WHAT a contrast. The year 2000 and our supposed caring society sees drivers fighting on petrol station forecourts to get to the pumps, selfish motorists hoarding gallons of petrol in cans in their garages and people frantically driving around looking to fill up the last cubic centimetre in their already threequarters full tanks. All the result of a few days of blockades of the oil refineries.
In 1940 it was a different story when people in Britain faced the terrifying threat of a German invasion and the submarine-imposed blockade of the North Atlantic.
As our story about Edith Kup shows, there were so many prepared to make the ultimate sacrifice to protect their loved ones and homeland. And there were many others readily accepting hardship in the same cause.
Although war is a terrible event to live through, the sacrifices made by the young pilots in the Battle of Britain displays a level of selflessness which we would do well to emulate today.
Those same sacrifices were made by people at all levels of society, from men and women in the forces to the workers in the factories, distribution industries and the coal mines who made the war effort possible.

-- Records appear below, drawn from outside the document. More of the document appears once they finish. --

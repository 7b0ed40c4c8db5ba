use std::path::PathBuf;
use std::time::Duration;

use config::ConfigError;
use secrecy::Secret;
use serde_aux::field_attributes::deserialize_number_from_string;

use crate::email_client::EmailClient;

#[derive(serde::Deserialize, Clone, Debug)]
pub struct Settings {
    pub application: ApplicationSettings,
    pub email_client: EmailClientSettings,
}

#[derive(serde::Deserialize, Clone, Debug)]
pub struct ApplicationSettings {
    // env vars are always strings, so the port needs to be parsed from one
    #[serde(deserialize_with = "deserialize_number_from_string")]
    pub port: u16,
    pub host: String,
    /// Location of the YAML credentials file. A missing file is not an error: the app starts in
    /// the "not configured" state until an operator creates it.
    pub credentials_file: PathBuf,
    pub cookie_secure: bool,
}

#[derive(serde::Deserialize, Clone, Debug)]
pub struct EmailClientSettings {
    pub smtp_server: String,
    #[serde(deserialize_with = "deserialize_number_from_string")]
    pub smtp_port: u16,
    pub sender_email: Option<String>,
    pub sender_password: Option<Secret<String>>,
    #[serde(default = "default_starttls")]
    pub starttls: bool,
    pub timeout_milliseconds: Option<u64>,
}

fn default_starttls() -> bool {
    true
}

impl EmailClientSettings {
    pub fn timeout(&self) -> Option<Duration> {
        self.timeout_milliseconds.map(Duration::from_millis)
    }

    pub fn client(self) -> EmailClient {
        let timeout = self.timeout();
        EmailClient::new(
            self.smtp_server,
            self.smtp_port,
            self.sender_email,
            self.sender_password,
            self.starttls,
            timeout,
        )
    }
}

/// Builds the settings from, in increasing order of precedence: `configuration/base.yaml`, the
/// environment specific file selected by `APP_ENVIRONMENT`, `APP_`-prefixed environment variables
/// and finally the plain SMTP variables (`SMTP_SERVER`, `SMTP_PORT`, `SENDER_EMAIL`,
/// `SENDER_PASSWORD`).
pub fn get_configuration() -> Result<Settings, ConfigError> {
    let base_path = std::env::current_dir().map_err(|e| ConfigError::Foreign(Box::new(e)))?;
    let configuration_directory = base_path.join("configuration");

    let environment: Environment = std::env::var("APP_ENVIRONMENT")
        .unwrap_or_else(|_| "local".into())
        .try_into()
        .map_err(ConfigError::Message)?;
    let environment_filename = format!("{}.yaml", environment.as_str());

    let settings = config::Config::builder()
        .add_source(config::File::from(configuration_directory.join("base.yaml")))
        .add_source(config::File::from(
            configuration_directory.join(environment_filename),
        ))
        // e.g. `APP_APPLICATION__PORT=5001` sets `Settings.application.port`
        .add_source(
            config::Environment::with_prefix("APP")
                .prefix_separator("_")
                .separator("__"),
        )
        .set_override_option("email_client.smtp_server", non_empty_var("SMTP_SERVER"))?
        .set_override_option("email_client.smtp_port", non_empty_var("SMTP_PORT"))?
        .set_override_option("email_client.sender_email", non_empty_var("SENDER_EMAIL"))?
        .set_override_option(
            "email_client.sender_password",
            non_empty_var("SENDER_PASSWORD"),
        )?
        .build()?;
    settings.try_deserialize::<Settings>()
}

/// An empty variable counts as unset.
fn non_empty_var(key: &str) -> Option<String> {
    std::env::var(key).ok().filter(|value| !value.is_empty())
}

/// The possible runtime environments for our application.
#[derive(Debug)]
pub enum Environment {
    Local,
    Production,
}

impl Environment {
    pub fn as_str(&self) -> &'static str {
        match self {
            Environment::Local => "local",
            Environment::Production => "production",
        }
    }
}

impl TryFrom<String> for Environment {
    type Error = String;

    fn try_from(s: String) -> Result<Self, Self::Error> {
        match s.to_lowercase().as_str() {
            "local" => Ok(Self::Local),
            "production" => Ok(Self::Production),
            other => Err(format!(
                "{} is not a supported environment. Use either `local` or `production`.",
                other
            )),
        }
    }
}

Now we can't even hear a rumour about petrol shortages before we race to the filling station to be first to grab what we want and hang the rest of them.
Added to the petrol fiasco was the panic buying in supermarkets which hadn't even begun to run short but were still invaded by the selfish, eager to strip the shelves of necessities before anybody else got there.
Looking at Britain today, those young men and women who survived the dark days of 1940 must be wondering whether it was worth bothering at all.